Wednesday, May 03, 2006

Taliban Threat Is Said to Grow in Afghan South

NYT reported Building on a winter campaign of suicide bombings and assassinations and the knowledge that American troops are leaving, the Taliban appear to be moving their insurgency into a new phase, flooding the rural areas of southern Afghanistan with weapons and men.

This is exactly why we can't signal when we will withdraw from Iraq.
Each spring with the arrival of warmer weather, the fighting season here starts up, but the scale of the militants' presence and their sheer brazenness have alarmed Afghans and foreign officials far more than in previous years.
I hope they were alarmed enough to do something about it.
"The Taliban and Al Qaeda are everywhere," a shopkeeper, Haji Saifullah, told the commander of American forces in Afghanistan, Lt.

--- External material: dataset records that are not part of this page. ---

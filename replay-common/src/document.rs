//! Preparation of recorded tax calculation requests and extraction of the fields we compare
//! from calculation responses.
//!
//! Both directions work on an in-memory element tree: requests are decompressed, parsed,
//! mutated and written back out; responses are only parsed and queried.
use std::collections::BTreeSet;
use std::io::Read;

use bytes::Bytes;
use flate2::read::GzDecoder;
use thiserror::Error;
use xmltree::{Element, EmitterConfig, XMLNode};

/// Element counted to report the number of invoice lines in a request.
pub const LINE_TAG: &str = "LINE";
/// Element that makes the calculation service persist a request to its audit log.
pub const AUDIT_FLAG_TAG: &str = "IS_AUDITED";
/// Value written to the audit flag so replayed requests are not audited.
pub const AUDIT_DISABLED: &str = "N";
/// Element carrying a jurisdiction code in calculation responses.
pub const TAXABLE_STATE_TAG: &str = "TAXABLE_STATE";
/// Element carrying the document level tax total in calculation responses.
pub const TOTAL_TAX_TAG: &str = "TOTAL_TAX_AMOUNT";

/// Enumeration of errors for documents that cannot be read or written.
#[derive(Error, Debug)]
pub enum DocumentError {
    #[error("failed to decompress document: {0}")]
    DecompressError(std::io::Error),
    #[error("failed to parse document: {0}")]
    ParseError(#[from] xmltree::ParseError),
    #[error("failed to serialize document: {0}")]
    SerializeError(#[from] xmltree::Error),
}

/// A request ready to be sent to both calculation endpoints.
#[derive(Debug, Clone)]
pub struct PreparedRequest {
    /// The serialized document, with auditing disabled.
    pub body: Bytes,
    /// Number of line items in the document as recorded.
    pub line_count: usize,
}

/// The fields we read from a calculation response.
#[derive(Debug, Clone, PartialEq, Eq)]
pub struct ResponseFields {
    /// Distinct jurisdiction codes, sorted and joined with ", ".
    pub jurisdictions: String,
    /// The document tax total. `None` when the response carries no total at all.
    pub total_tax: Option<String>,
}

/// Decompress a recorded request and prepare it for replay.
///
/// The line count is taken before the audit flag is touched. A document without an audit flag
/// is sent as is.
pub fn prepare_request(compressed: &[u8]) -> Result<PreparedRequest, DocumentError> {
    let document = decompress(compressed)?;
    let mut root = Element::parse(trim_whitespace(&document))?;

    let line_count = count_descendants(&root, LINE_TAG);

    if let Some(audit_flag) = find_descendant_mut(&mut root, AUDIT_FLAG_TAG) {
        set_text(audit_flag, AUDIT_DISABLED);
    }

    let mut body = Vec::with_capacity(document.len());
    root.write_with_config(
        &mut body,
        EmitterConfig::new().write_document_declaration(false),
    )?;

    Ok(PreparedRequest {
        body: Bytes::from(body),
        line_count,
    })
}

/// Parse a calculation response and read the jurisdictions and tax total from it.
pub fn extract_response(body: &[u8]) -> Result<ResponseFields, DocumentError> {
    let root = Element::parse(trim_whitespace(body))?;

    let mut states = BTreeSet::new();
    collect_texts(&root, TAXABLE_STATE_TAG, &mut states);

    // An empty total element is still a total, only a missing one is None.
    let total_tax = find_descendant(&root, TOTAL_TAX_TAG)
        .map(|total| total.get_text().map(|text| text.into_owned()).unwrap_or_default());

    Ok(ResponseFields {
        jurisdictions: states.into_iter().collect::<Vec<_>>().join(", "),
        total_tax,
    })
}

fn decompress(compressed: &[u8]) -> Result<Vec<u8>, DocumentError> {
    let mut decoder = GzDecoder::new(compressed);
    let mut document = Vec::new();
    decoder
        .read_to_end(&mut document)
        .map_err(DocumentError::DecompressError)?;

    Ok(document)
}

fn trim_whitespace(bytes: &[u8]) -> &[u8] {
    let start = bytes
        .iter()
        .position(|b| !b.is_ascii_whitespace())
        .unwrap_or(bytes.len());
    let end = bytes
        .iter()
        .rposition(|b| !b.is_ascii_whitespace())
        .map_or(start, |position| position + 1);

    &bytes[start..end]
}

/// Whether `element` is named `name` and sits in no namespace. Namespaced elements such as
/// `<X:LINE xmlns:X="...">` never match.
fn is_named(element: &Element, name: &str) -> bool {
    element.namespace.as_deref().map_or(true, str::is_empty) && element.name == name
}

/// Count elements named `name` below `element`, not counting `element` itself.
fn count_descendants(element: &Element, name: &str) -> usize {
    element
        .children
        .iter()
        .filter_map(XMLNode::as_element)
        .map(|child| usize::from(is_named(child, name)) + count_descendants(child, name))
        .sum()
}

/// First element named `name` below `element` in document order.
fn find_descendant<'a>(element: &'a Element, name: &str) -> Option<&'a Element> {
    for child in element.children.iter().filter_map(XMLNode::as_element) {
        if is_named(child, name) {
            return Some(child);
        }
        if let Some(found) = find_descendant(child, name) {
            return Some(found);
        }
    }

    None
}

fn find_descendant_mut<'a>(element: &'a mut Element, name: &str) -> Option<&'a mut Element> {
    for node in element.children.iter_mut() {
        if let XMLNode::Element(child) = node {
            if is_named(child, name) {
                return Some(child);
            }
            if let Some(found) = find_descendant_mut(child, name) {
                return Some(found);
            }
        }
    }

    None
}

fn collect_texts(element: &Element, name: &str, values: &mut BTreeSet<String>) {
    for child in element.children.iter().filter_map(XMLNode::as_element) {
        if is_named(child, name) {
            if let Some(text) = child.get_text() {
                values.insert(text.into_owned());
            }
        }
        collect_texts(child, name, values);
    }
}

/// Replace the text that precedes the first child element, leaving child elements in place.
fn set_text(element: &mut Element, text: &str) {
    let leading = element
        .children
        .iter()
        .take_while(|node| matches!(node, XMLNode::Text(_) | XMLNode::CData(_)))
        .count();
    let rest = element.children.split_off(leading);

    element.children = std::iter::once(XMLNode::Text(text.to_owned()))
        .chain(rest)
        .collect();
}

Gen. Karl Eikenberry, as the general strolled through the bazaar of this town to talk to people. "It is all right in the city, but if you go outside the city, they are everywhere, and the people have to support them. They have no choice."
Why do they have no choice? Why can't they report them to the government?
The fact that American troops are pulling out of southern Afghanistan in the coming months, and handing matters over to NATO peacekeepers, who have repeatedly stated that they are not going to fight terrorists, has given a lift to the insurgents, and increased the fears of Afghans.
If they are not going to fight terrorists, they should go home, and not fight the terrorists that want to take over their country.